Data to use:

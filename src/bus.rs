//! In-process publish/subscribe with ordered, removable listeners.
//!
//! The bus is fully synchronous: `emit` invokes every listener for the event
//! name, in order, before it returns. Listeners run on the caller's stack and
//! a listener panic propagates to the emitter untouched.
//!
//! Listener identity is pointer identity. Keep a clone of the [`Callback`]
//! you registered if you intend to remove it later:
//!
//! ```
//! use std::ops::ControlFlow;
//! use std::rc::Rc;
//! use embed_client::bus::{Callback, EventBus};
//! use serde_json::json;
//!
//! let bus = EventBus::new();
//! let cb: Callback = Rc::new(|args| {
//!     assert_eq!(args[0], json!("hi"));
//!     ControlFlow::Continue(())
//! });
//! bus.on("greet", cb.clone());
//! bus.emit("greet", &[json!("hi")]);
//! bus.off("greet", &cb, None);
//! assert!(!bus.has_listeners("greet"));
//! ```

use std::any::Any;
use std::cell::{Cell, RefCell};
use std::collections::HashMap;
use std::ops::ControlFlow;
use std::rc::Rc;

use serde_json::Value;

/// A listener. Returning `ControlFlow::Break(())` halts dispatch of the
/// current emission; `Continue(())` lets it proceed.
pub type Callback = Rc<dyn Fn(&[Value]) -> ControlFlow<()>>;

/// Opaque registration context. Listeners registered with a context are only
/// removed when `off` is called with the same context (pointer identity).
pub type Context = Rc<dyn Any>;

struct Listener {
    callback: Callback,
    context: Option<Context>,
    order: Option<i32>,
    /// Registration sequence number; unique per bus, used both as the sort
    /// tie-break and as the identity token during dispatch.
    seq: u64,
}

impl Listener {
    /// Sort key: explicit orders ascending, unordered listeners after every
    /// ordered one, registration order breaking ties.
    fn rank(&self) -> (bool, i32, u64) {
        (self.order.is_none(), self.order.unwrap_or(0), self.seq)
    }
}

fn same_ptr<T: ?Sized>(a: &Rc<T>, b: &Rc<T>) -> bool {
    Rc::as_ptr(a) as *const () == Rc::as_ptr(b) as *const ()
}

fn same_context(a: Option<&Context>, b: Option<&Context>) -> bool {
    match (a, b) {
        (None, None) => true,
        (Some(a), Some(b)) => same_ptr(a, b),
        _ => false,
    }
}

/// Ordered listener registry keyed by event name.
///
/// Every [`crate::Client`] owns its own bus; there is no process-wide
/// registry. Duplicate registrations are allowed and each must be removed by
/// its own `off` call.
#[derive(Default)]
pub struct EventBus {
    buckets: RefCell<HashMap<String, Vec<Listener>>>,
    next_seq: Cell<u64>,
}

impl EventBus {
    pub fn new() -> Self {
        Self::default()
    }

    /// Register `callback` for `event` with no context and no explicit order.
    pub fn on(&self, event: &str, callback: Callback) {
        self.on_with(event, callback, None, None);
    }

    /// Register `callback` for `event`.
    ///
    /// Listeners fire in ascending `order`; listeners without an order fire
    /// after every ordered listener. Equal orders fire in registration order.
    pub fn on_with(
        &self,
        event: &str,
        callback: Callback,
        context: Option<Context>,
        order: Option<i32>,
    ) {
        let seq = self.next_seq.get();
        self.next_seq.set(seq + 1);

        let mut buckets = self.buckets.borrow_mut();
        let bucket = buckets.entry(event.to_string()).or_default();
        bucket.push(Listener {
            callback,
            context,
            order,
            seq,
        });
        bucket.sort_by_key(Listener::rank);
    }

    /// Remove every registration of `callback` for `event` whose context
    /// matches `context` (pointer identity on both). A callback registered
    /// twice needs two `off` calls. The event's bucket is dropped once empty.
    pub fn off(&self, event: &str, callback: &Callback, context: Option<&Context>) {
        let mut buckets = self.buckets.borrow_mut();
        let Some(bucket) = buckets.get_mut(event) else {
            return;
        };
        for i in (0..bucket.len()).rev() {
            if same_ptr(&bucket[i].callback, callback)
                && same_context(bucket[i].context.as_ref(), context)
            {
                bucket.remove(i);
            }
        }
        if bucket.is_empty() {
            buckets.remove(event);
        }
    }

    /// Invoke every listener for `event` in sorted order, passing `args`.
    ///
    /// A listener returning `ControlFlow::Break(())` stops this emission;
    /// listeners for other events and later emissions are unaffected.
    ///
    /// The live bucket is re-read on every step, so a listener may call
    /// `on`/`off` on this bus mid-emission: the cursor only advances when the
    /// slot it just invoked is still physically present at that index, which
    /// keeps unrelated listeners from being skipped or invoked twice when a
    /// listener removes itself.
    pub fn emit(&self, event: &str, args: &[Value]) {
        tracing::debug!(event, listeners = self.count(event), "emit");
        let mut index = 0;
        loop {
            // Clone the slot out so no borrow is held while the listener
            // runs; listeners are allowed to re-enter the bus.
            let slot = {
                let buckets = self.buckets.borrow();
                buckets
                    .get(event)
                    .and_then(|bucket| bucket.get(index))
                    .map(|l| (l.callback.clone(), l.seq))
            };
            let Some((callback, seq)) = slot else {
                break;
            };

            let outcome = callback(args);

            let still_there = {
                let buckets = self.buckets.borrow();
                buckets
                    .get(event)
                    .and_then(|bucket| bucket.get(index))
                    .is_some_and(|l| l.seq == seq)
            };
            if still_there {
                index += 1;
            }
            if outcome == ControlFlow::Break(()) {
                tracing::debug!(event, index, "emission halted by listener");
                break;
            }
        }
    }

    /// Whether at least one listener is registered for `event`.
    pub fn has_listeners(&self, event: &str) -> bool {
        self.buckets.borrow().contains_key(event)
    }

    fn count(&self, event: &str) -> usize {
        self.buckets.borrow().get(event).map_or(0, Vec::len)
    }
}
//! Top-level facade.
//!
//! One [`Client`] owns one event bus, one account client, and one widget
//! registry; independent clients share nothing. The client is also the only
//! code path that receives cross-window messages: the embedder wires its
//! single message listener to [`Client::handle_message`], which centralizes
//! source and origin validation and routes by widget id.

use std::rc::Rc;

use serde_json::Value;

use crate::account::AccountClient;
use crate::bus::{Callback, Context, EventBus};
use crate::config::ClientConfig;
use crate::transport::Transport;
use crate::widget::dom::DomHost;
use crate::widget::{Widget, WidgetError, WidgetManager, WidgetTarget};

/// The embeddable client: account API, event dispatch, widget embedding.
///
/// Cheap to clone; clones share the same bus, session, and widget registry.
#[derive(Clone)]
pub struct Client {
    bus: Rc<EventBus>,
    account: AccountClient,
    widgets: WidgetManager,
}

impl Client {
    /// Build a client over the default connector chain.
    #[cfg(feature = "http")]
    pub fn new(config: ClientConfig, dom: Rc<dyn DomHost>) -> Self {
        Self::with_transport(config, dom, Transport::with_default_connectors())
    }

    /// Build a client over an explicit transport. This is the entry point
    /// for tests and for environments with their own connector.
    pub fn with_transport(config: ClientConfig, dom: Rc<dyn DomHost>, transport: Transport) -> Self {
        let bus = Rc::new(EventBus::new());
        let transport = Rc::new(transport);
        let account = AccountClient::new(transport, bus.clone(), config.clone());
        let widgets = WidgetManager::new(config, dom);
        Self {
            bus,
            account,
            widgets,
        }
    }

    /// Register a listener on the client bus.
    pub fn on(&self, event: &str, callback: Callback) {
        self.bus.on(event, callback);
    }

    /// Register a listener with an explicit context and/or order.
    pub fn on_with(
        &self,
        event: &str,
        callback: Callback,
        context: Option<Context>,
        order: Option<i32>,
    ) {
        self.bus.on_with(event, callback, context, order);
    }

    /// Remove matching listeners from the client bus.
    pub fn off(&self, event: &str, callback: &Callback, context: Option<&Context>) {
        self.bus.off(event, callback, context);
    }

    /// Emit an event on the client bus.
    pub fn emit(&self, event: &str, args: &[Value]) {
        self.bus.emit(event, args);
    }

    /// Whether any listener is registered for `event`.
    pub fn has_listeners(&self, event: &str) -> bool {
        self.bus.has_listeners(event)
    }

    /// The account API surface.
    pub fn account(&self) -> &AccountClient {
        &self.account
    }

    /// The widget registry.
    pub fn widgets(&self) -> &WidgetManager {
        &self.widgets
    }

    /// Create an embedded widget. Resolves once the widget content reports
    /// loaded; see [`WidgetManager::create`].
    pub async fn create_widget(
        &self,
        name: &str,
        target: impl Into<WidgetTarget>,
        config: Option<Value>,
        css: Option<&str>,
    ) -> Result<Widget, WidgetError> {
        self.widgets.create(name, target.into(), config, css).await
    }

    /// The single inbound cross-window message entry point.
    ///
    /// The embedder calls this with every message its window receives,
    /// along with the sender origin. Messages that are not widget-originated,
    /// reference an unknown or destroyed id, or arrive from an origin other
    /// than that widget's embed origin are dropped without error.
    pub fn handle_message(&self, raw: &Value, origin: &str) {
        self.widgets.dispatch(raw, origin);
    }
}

Action item: Referring to the material above, set down exactly the lines between the line with "context are only" and the line with "(self.order.is_none(), self.order.unwrap_or(0), self.seq)", inclusive, and no other lines.

Answer below:
/// Opaque registration context. Listeners registered with a context are only
/// removed when `off` is called with the same context (pointer identity).
pub type Context = Rc<dyn Any>;

struct Listener {
    callback: Callback,
    context: Option<Context>,
    order: Option<i32>,
    /// Registration sequence number; unique per bus, used both as the sort
    /// tie-break and as the identity token during dispatch.
    seq: u64,
}

impl Listener {
    /// Sort key: explicit orders ascending, unordered listeners after every
    /// ordered one, registration order breaking ties.
    fn rank(&self) -> (bool, i32, u64) {
        (self.order.is_none(), self.order.unwrap_or(0), self.seq)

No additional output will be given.